The reaction of bovine lens alpha A-crystallin with aspirin.

Acetylation of the lysines of bovine lens alpha A-crystallin has been examined after 0-48-hr incubations of whole alpha-crystallins in 100 mM aspirin. The alpha A-crystallins were isolated after the incubation, proteolytically digested into peptides which were separated by reversed phase HPLC and analysed by mass spectrometry. For the reaction conditions used in this investigation, acetylated lysyl residues were the principal products. The extent of acetylation was quantified from the intensities of the peaks in the fast atom bombardment mass spectra of the modified and unmodified peptides. The modified lysine containing peptides demonstrated that all seven lysyl residues of alpha A-crystallin reacted with aspirin; the extent of acetylation at each lysyl residue varied.

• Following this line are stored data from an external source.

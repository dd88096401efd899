//! Single owner of the feed state
//!
//! The controller holds the buffer, the active filters, the navigation
//! state machine and the audit scan. Every mutation goes through it so the
//! filtered view is recomputed and navigation reconciled in one place.

use sentinel_config::Config;
use serde::Serialize;
use std::collections::BTreeSet;
use std::sync::Arc;
use std::time::Instant;

use crate::audit::{AuditScan, AuditSnapshot};
use crate::error::CoreResult;
use crate::feed::FeedBuffer;
use crate::filter::{FilterEngine, FilterState, FilteredView};
use crate::keyboard::Command;
use crate::models::Transaction;
use crate::navigation::{Direction, Navigation, NavigationEvent, NavigationSnapshot};
use crate::types::{Department, RiskBands, RiskLevel, TransactionStatus};

/// Event for the presentation layer
#[derive(Debug, Clone, PartialEq, Eq, Serialize)]
#[serde(tag = "kind", rename_all = "camelCase")]
pub enum UiEvent {
    Navigation { event: NavigationEvent },
    FocusSearch,
    AuditStarted,
    AuditCompleted { findings: usize },
    AuditCancelled,
}

fn navigation_events(events: Vec<NavigationEvent>) -> Vec<UiEvent> {
    events
        .into_iter()
        .map(|event| UiEvent::Navigation { event })
        .collect()
}

/// Feed state owner
#[derive(Debug)]
pub struct FeedController {
    buffer: FeedBuffer,
    filters: FilterState,
    engine: FilterEngine,
    view: Arc<FilteredView>,
    navigation: Navigation,
    audit: AuditScan,
}

impl FeedController {
    pub fn new(buffer: FeedBuffer, bands: RiskBands) -> Self {
        let mut engine = FilterEngine::new(bands);
        let filters = FilterState::default();
        let view = engine.view(&buffer, &filters);
        Self {
            buffer,
            filters,
            engine,
            view,
            navigation: Navigation::default(),
            audit: AuditScan::default(),
        }
    }

    pub fn from_config(config: &Config) -> CoreResult<Self> {
        let bands = RiskBands::from_thresholds(&config.thresholds)?;
        Ok(Self::new(FeedBuffer::from_config(&config.feed), bands))
    }

    // ==================== Feed ====================

    pub fn seed(&mut self, batch: Vec<Transaction>) -> Vec<UiEvent> {
        self.buffer.seed(batch);
        self.refresh()
    }

    pub fn ingest(&mut self, transaction: Transaction, now: Instant) -> Vec<UiEvent> {
        self.buffer.ingest(transaction, now);
        self.refresh()
    }

    /// Expire highlight marks
    pub fn sweep(&mut self, now: Instant) -> usize {
        self.buffer.sweep(now)
    }

    // ==================== Filters ====================

    pub fn filters(&self) -> &FilterState {
        &self.filters
    }

    pub fn set_filters(&mut self, filters: FilterState) -> Vec<UiEvent> {
        self.filters = filters;
        self.refresh()
    }

    pub fn toggle_department(&mut self, department: Department) -> Vec<UiEvent> {
        self.filters.toggle_department(department);
        self.refresh()
    }

    pub fn toggle_risk_level(&mut self, level: RiskLevel) -> Vec<UiEvent> {
        self.filters.toggle_risk_level(level);
        self.refresh()
    }

    pub fn toggle_status(&mut self, status: TransactionStatus) -> Vec<UiEvent> {
        self.filters.toggle_status(status);
        self.refresh()
    }

    pub fn clear_filters(&mut self) -> Vec<UiEvent> {
        self.filters.clear();
        self.refresh()
    }

    /// Apply new thresholds from the settings provider
    pub fn set_bands(&mut self, bands: RiskBands) -> Vec<UiEvent> {
        self.engine.set_bands(bands);
        self.refresh()
    }

    pub fn bands(&self) -> &RiskBands {
        self.engine.bands()
    }

    // ==================== Navigation ====================

    /// Execute a keyboard command
    pub fn apply(&mut self, command: Command) -> Vec<UiEvent> {
        let rows = &self.view.transactions;
        match command {
            Command::Close => navigation_events(self.navigation.escape()),
            Command::FocusSearch => vec![UiEvent::FocusSearch],
            Command::TriggerAudit => self.start_audit(),
            Command::NavigateUp => navigation_events(self.navigation.step(Direction::Up, rows)),
            Command::NavigateDown => navigation_events(self.navigation.step(Direction::Down, rows)),
            Command::Activate => navigation_events(self.navigation.activate(rows)),
        }
    }

    /// Pointer activation of a row
    pub fn click(&mut self, id: &str) -> Vec<UiEvent> {
        navigation_events(self.navigation.select(id, &self.view.transactions))
    }

    pub fn navigation(&self) -> &Navigation {
        &self.navigation
    }

    // ==================== Audit ====================

    pub fn start_audit(&mut self) -> Vec<UiEvent> {
        if self.audit.start() {
            log::info!("Audit scan started");
            vec![UiEvent::AuditStarted]
        } else {
            log::debug!("Audit already running");
            Vec::new()
        }
    }

    pub fn advance_audit(&mut self, increment: f64) -> Vec<UiEvent> {
        if self.audit.advance(increment) {
            let findings = self.audit.findings().len();
            log::info!("Audit scan complete: {} findings", findings);
            vec![UiEvent::AuditCompleted { findings }]
        } else {
            Vec::new()
        }
    }

    pub fn cancel_audit(&mut self) -> Vec<UiEvent> {
        if self.audit.cancel() {
            log::info!("Audit scan cancelled at {:.0}%", self.audit.progress());
            vec![UiEvent::AuditCancelled]
        } else {
            Vec::new()
        }
    }

    pub fn audit(&self) -> &AuditScan {
        &self.audit
    }

    // ==================== Views ====================

    pub fn buffer(&self) -> &FeedBuffer {
        &self.buffer
    }

    /// Current filtered view
    pub fn view(&self) -> Arc<FilteredView> {
        Arc::clone(&self.view)
    }

    pub fn snapshot(&self, now: Instant) -> FeedSnapshot {
        FeedSnapshot {
            view: self.view(),
            filters: self.filters.clone(),
            navigation: self.navigation.snapshot(),
            recent_ids: self.buffer.recent_ids(now),
            audit: self.audit.snapshot(),
            bands: *self.engine.bands(),
            capacity: self.buffer.capacity(),
        }
    }

    /// Recompute the filtered view and reconcile navigation if it changed
    fn refresh(&mut self) -> Vec<UiEvent> {
        let view = self.engine.view(&self.buffer, &self.filters);
        if Arc::ptr_eq(&view, &self.view) {
            return Vec::new();
        }
        self.view = view;
        navigation_events(self.navigation.reconcile(&self.view.transactions))
    }
}

/// Read-only state handed to the presentation layer
#[derive(Debug, Clone, Serialize)]
#[serde(rename_all = "camelCase")]
pub struct FeedSnapshot {
    pub view: Arc<FilteredView>,
    pub filters: FilterState,
    pub navigation: NavigationSnapshot,
    /// Ids still highlighted as new
    pub recent_ids: BTreeSet<String>,
    pub audit: AuditSnapshot,
    /// Bands the view was bucketed with
    pub bands: RiskBands,
    pub capacity: usize,
}

impl FeedSnapshot {
    /// Footer line, e.g. `Showing 3 of 15 transactions (filtered)`
    pub fn status_line(&self) -> String {
        if self.view.is_filtered_out() {
            return "No transactions match the current filters".to_string();
        }
        format!(
            "Showing {} of {} transactions{}",
            self.view.len(),
            self.view.total,
            if self.view.filters_active { " (filtered)" } else { "" }
        )
    }
}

Plots of the extent of acetylation vs. time were used to calculate rate constants for the reaction at each lysyl residue. The rate constant for the acetylation of Lys 166, the most reactive, was about seven times greater than for Lys 88, the least reactive. These rate constants were used to calculate the yield of predicted products for the reaction of alpha-crystallin with therapeutic concentrations of aspirin. Comparison of the yield of acetylated alpha-crystallin with the yield of carbamylated alpha-crystallin that might occur due to renal failure indicates that aspirin is not likely to be an effective inhibitor of cataract due to carbamylation of lysyl residues.